ASSIGNED TASK – Scan the listing below for "into", then report every line that has it.

········

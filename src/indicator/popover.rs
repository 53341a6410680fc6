//! Detail popover markup.
//!
//! Builds the popover shown when a badge is clicked: the full classification
//! breakdown when one is stored, or a minimal status-only message otherwise.

use chrono::{DateTime, Utc};

use super::style::popover_style;
use crate::classify::{Classification, Status};
use crate::config::{POPOVER_ATTR, POPOVER_CLOSE_ATTR};
use crate::page::html_escape;

fn wrap(content: String, opened_at: DateTime<Utc>) -> String {
    format!(
        "<div {POPOVER_ATTR}=\"true\" style=\"{style}\">\
         <h3 style=\"margin: 0; color: #fff;\">TruthLens Analysis</h3>\
         {content}\
         <p style=\"margin: 5px 0; color: #fff;\"><strong>Last Updated:</strong> {ts}</p>\
         <button {POPOVER_CLOSE_ATTR}=\"true\">Close</button>\
         </div>",
        style = popover_style(),
        ts = opened_at.format("%Y-%m-%d %H:%M:%S UTC"),
    )
}

fn line(label: &str, value: &str) -> String {
    format!(
        "<p style=\"margin: 5px 0; color: #fff;\"><strong>{}:</strong> {}</p>",
        label,
        html_escape(value)
    )
}

/// Popover body for a stored classification: status, rounded confidence
/// percentage, ordered reasons, and indicator counts.
pub fn detail_popover_html(classification: &Classification, opened_at: DateTime<Utc>) -> String {
    let mut content = String::new();
    content.push_str(&line(
        "Status",
        &classification.status.to_string().to_uppercase(),
    ));
    let confidence = (classification.confidence * 100.0).round() as i64;
    content.push_str(&line("Confidence", &format!("{confidence}%")));

    if !classification.reasons.is_empty() {
        content.push_str(&line("Analysis Reasons", ""));
        content.push_str("<ul style=\"margin: 5px 0; color: #fff; padding-left: 20px;\">");
        for reason in &classification.reasons {
            content.push_str(&format!("<li>{}</li>", html_escape(reason)));
        }
        content.push_str("</ul>");
    }

    content.push_str(&line("Indicators", ""));
    content.push_str(&line(
        "Scam indicators",
        &classification.scam_indicators.to_string(),
    ));
    content.push_str(&line(
        "Legit indicators",
        &classification.legit_indicators.to_string(),
    ));

    wrap(content, opened_at)
}

/// Minimal popover body when no classification is stored for the badge.
pub fn minimal_popover_html(status: Status, opened_at: DateTime<Utc>) -> String {
    let qualitative = match status {
        Status::Scam | Status::Legit => "High",
        Status::Uncertain => "Medium",
    };
    let mut content = String::new();
    content.push_str(&line("Status", &status.to_string().to_uppercase()));
    content.push_str(&line(
        "Analysis",
        "This product has been analyzed for potential scams.",
    ));
    content.push_str(&line("Confidence", qualitative));
    wrap(content, opened_at)
}

#[cfg(test)]
mod tests {
    use super::*;

    #[test]
    fn detail_popover_renders_breakdown() {
        let c = Classification {
            succeeded: true,
            error: None,
            status: Status::Scam,
            confidence: 0.87,
            reasons: vec!["Price anomaly".into()],
            scam_indicators: 3,
            legit_indicators: 0,
        };
        let html = detail_popover_html(&c, Utc::now());
        assert!(html.contains("Status:</strong> SCAM"));
        assert!(html.contains("Confidence:</strong> 87%"));
        assert!(html.contains("<li>Price anomaly</li>"));
        assert!(html.contains("Scam indicators:</strong> 3"));
    }

    #[test]
    fn minimal_popover_uses_qualitative_confidence() {
        let html = minimal_popover_html(Status::Uncertain, Utc::now());
        assert!(html.contains("Status:</strong> UNCERTAIN"));
        assert!(html.contains("Confidence:</strong> Medium"));
    }

    #[test]
    fn reason_text_is_escaped() {
        let mut c = Classification::fallback("x");
        c.reasons = vec!["<script>alert(1)</script>".into()];
        let html = detail_popover_html(&c, Utc::now());
        assert!(!html.contains("<script>"));
        assert!(html.contains("&lt;script&gt;"));
    }
}
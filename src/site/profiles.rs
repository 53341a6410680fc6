//! Per-site selector profiles.
//!
//! Each profile carries a priority-ordered list of product-card selectors
//! (each is scanned independently; overlap is handled by the processed
//! tracker) and ordered per-field selector lists for extraction. Selector
//! strings are static configuration; they are parsed once when the profile is
//! built, with the parse-with-fallback guard so one bad selector cannot take
//! down a profile.

use scraper::Selector;

use super::Site;
use crate::utils::parse_selector_with_fallback;

/// Ordered per-field selectors for one site layout.
///
/// For each field the extractor tries the selectors in order and takes the
/// first non-empty match; an empty list means the site never exposes that
/// field on listing cards.
#[derive(Debug)]
pub struct FieldRules {
    /// Product title selectors.
    pub title: Vec<Selector>,
    /// Product description selectors.
    pub description: Vec<Selector>,
    /// Price selectors.
    pub price: Vec<Selector>,
    /// Seller-name selectors.
    pub seller: Vec<Selector>,
    /// Rating selectors (numeric portion is extracted from text or aria-label).
    pub rating: Vec<Selector>,
    /// Review-count selectors.
    pub reviews_count: Vec<Selector>,
}

/// A resolved site profile: card selectors plus field rules.
#[derive(Debug)]
pub struct SiteProfile {
    /// Which site layout this profile describes.
    pub site: Site,
    /// Priority-ordered product-card selectors; each is scanned independently.
    pub product_selectors: Vec<Selector>,
    /// Field extraction rules.
    pub fields: FieldRules,
}

fn parse_all(site: Site, field: &str, selectors: &[&str]) -> Vec<Selector> {
    selectors
        .iter()
        .map(|s| parse_selector_with_fallback(s, &format!("{site} {field}")))
        .collect()
}

impl SiteProfile {
    /// Builds the selector profile for `site`.
    pub fn for_site(site: Site) -> Self {
        let (cards, title, description, price, seller, rating, reviews): (
            &[&str],
            &[&str],
            &[&str],
            &[&str],
            &[&str],
            &[&str],
            &[&str],
        ) = match site {
            Site::Amazon => (
                &[
                    r#"[data-component-type="s-search-result"]"#,
                    "[data-asin]",
                    ".s-result-item",
                    ".s-widget-container",
                    ".s-search-result",
                ],
                &[
                    "h2 a span",
                    ".s-size-mini .a-link-normal span",
                    r#"[data-cy="title-recipe-title"] span"#,
                ],
                &[],
                &[".a-price-whole", ".a-price .a-offscreen", ".a-price-range"],
                &[".a-size-base-plus", ".a-color-secondary"],
                &[".a-icon-alt", ".a-star-mini .a-icon-alt"],
                &[r#"a[href*="reviews"] span"#, ".a-size-base"],
            ),
            Site::Walmart => (
                &[
                    "[data-item-id]",
                    ".search-result-gridview-item",
                    ".search-result-gridview-item-wrapper",
                ],
                &[
                    r#"[data-automation-id="product-title"]"#,
                    ".search-result-product-title",
                ],
                &[],
                &[".price-current", ".price-main"],
                &[],
                &[".stars-container .stars-small"],
                &[".stars-reviews-count"],
            ),
            Site::Ebay => (
                &["[data-viewport]", ".s-item", ".s-item__wrapper"],
                &[".s-item__title", ".s-item__link"],
                &[],
                &[".s-item__price", ".notranslate"],
                &[".s-item__seller-info-text"],
                &[".s-item__reviews .clipped"],
                &[],
            ),
            Site::Target => (
                &[
                    r#"[data-test="product-details"]"#,
                    ".styles__ProductCardContainer",
                ],
                &[r#"[data-test="product-title"]"#, ".styles__ProductCardTitle"],
                &[],
                &[r#"[data-test="current-price"]"#, ".styles__PriceText"],
                &[],
                &[r#"[data-test="rating"]"#, ".styles__RatingText"],
                &[],
            ),
            Site::BestBuy => (
                &[".product-item", ".sku-item"],
                &[".product-title", ".sku-title"],
                &[],
                &[".price-current", ".price-main"],
                &[],
                &[".rating", ".stars"],
                &[],
            ),
            // Broad heuristics: anything that looks like a card, title, or price.
            Site::Default => (
                &[".product", ".product-card", ".item", r#"[class*="product"]"#],
                &[
                    "h1",
                    "h2",
                    "h3",
                    ".title",
                    ".product-title",
                    r#"[class*="title"]"#,
                ],
                &[],
                &[".price", r#"[class*="price"]"#, r#"[class*="cost"]"#],
                &[],
                &[],
                &[],
            ),
        };

        SiteProfile {
            site,
            product_selectors: parse_all(site, "product card", cards),
            fields: FieldRules {
                title: parse_all(site, "title", title),
                description: parse_all(site, "description", description),
                price: parse_all(site, "price", price),
                seller: parse_all(site, "seller", seller),
                rating: parse_all(site, "rating", rating),
                reviews_count: parse_all(site, "reviews_count", reviews),
            },
        }
    }
}
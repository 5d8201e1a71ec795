//! Transaction finalization handle.

use crate::context::{self, ContextData};
use crate::driver::SessionHandle;
use crate::error::{Error, Result};

/// A started transaction. Created by [`Driver::begin_transaction`]
/// (entering the ambient context on the way in); `commit` and `rollback`
/// finalize the backend transaction and exit the context exactly once.
///
/// [`Driver::begin_transaction`]: crate::driver::Driver::begin_transaction
pub struct Transaction {
    session: SessionHandle,
    finished: bool,
}

impl Transaction {
    /// Enter the ambient context with the session and hand out the
    /// finalization handle. The backend transaction must already be
    /// started on the session, if there is one.
    pub fn start(session: SessionHandle) -> Self {
        context::enter(ContextData::with_session(session.clone()));
        Transaction {
            session,
            finished: false,
        }
    }

    pub fn session(&self) -> &SessionHandle {
        &self.session
    }

    pub fn is_finished(&self) -> bool {
        self.finished
    }

    /// Commit and exit the context. Further calls are no-ops. A commit
    /// failure triggers a best-effort abort (its own error ignored) before
    /// surfacing as a finalization error.
    pub async fn commit(&mut self) -> Result<()> {
        if self.finished {
            return Ok(());
        }
        self.finished = true;

        let outcome = {
            let mut guard = self.session.lock().await;
            match guard.as_mut() {
                Some(session) => session.commit_transaction().await,
                None => Ok(()),
            }
        };

        context::exit();

        match outcome {
            Ok(()) => Ok(()),
            Err(commit_error) => {
                let mut guard = self.session.lock().await;
                if let Some(session) = guard.as_mut() {
                    if let Err(abort_error) = session.abort_transaction().await {
                        tracing::warn!(
                            error = %abort_error,
                            "rollback after failed commit also failed"
                        );
                    }
                }
                Err(Error::TransactionFinalization(commit_error))
            }
        }
    }

    /// Abort and exit the context. Further calls are no-ops.
    pub async fn rollback(&mut self) -> Result<()> {
        if self.finished {
            return Ok(());
        }
        self.finished = true;

        let outcome = {
            let mut guard = self.session.lock().await;
            match guard.as_mut() {
                Some(session) => session.abort_transaction().await,
                None => Ok(()),
            }
        };

        context::exit();
        outcome.map_err(Error::Backend)
    }
}

impl Drop for Transaction {
    fn drop(&mut self) {
        if !self.finished {
            tracing::warn!("transaction dropped without commit or rollback");
            context::exit();
        }
    }
}

#[cfg(test)]
mod tests {
    use super::*;
    use crate::context;

    #[tokio::test]
    async fn commit_exits_the_context_exactly_once() {
        context::attach(async {
            let mut tx = Transaction::start(SessionHandle::detached());
            assert!(context::session().is_some());

            tx.commit().await.unwrap();
            assert!(context::session().is_none());

            // Repeated finalization is a safe no-op.
            tx.commit().await.unwrap();
            tx.rollback().await.unwrap();
            assert!(context::session().is_none());
        })
        .await;
    }

    #[tokio::test]
    async fn rollback_exits_the_context() {
        context::attach(async {
            let mut tx = Transaction::start(SessionHandle::detached());
            tx.rollback().await.unwrap();
            assert!(context::session().is_none());
        })
        .await;
    }

    #[tokio::test]
    async fn dropping_an_unfinished_transaction_releases_the_scope() {
        context::attach(async {
            {
                let _tx = Transaction::start(SessionHandle::detached());
                assert!(context::session().is_some());
            }
            assert!(context::session().is_none());
        })
        .await;
    }
}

········

YOUR RESPONSE –
            reasons: vec!["Price anomaly".into()],
        c.reasons = vec!["<script>alert(1)</script>".into()];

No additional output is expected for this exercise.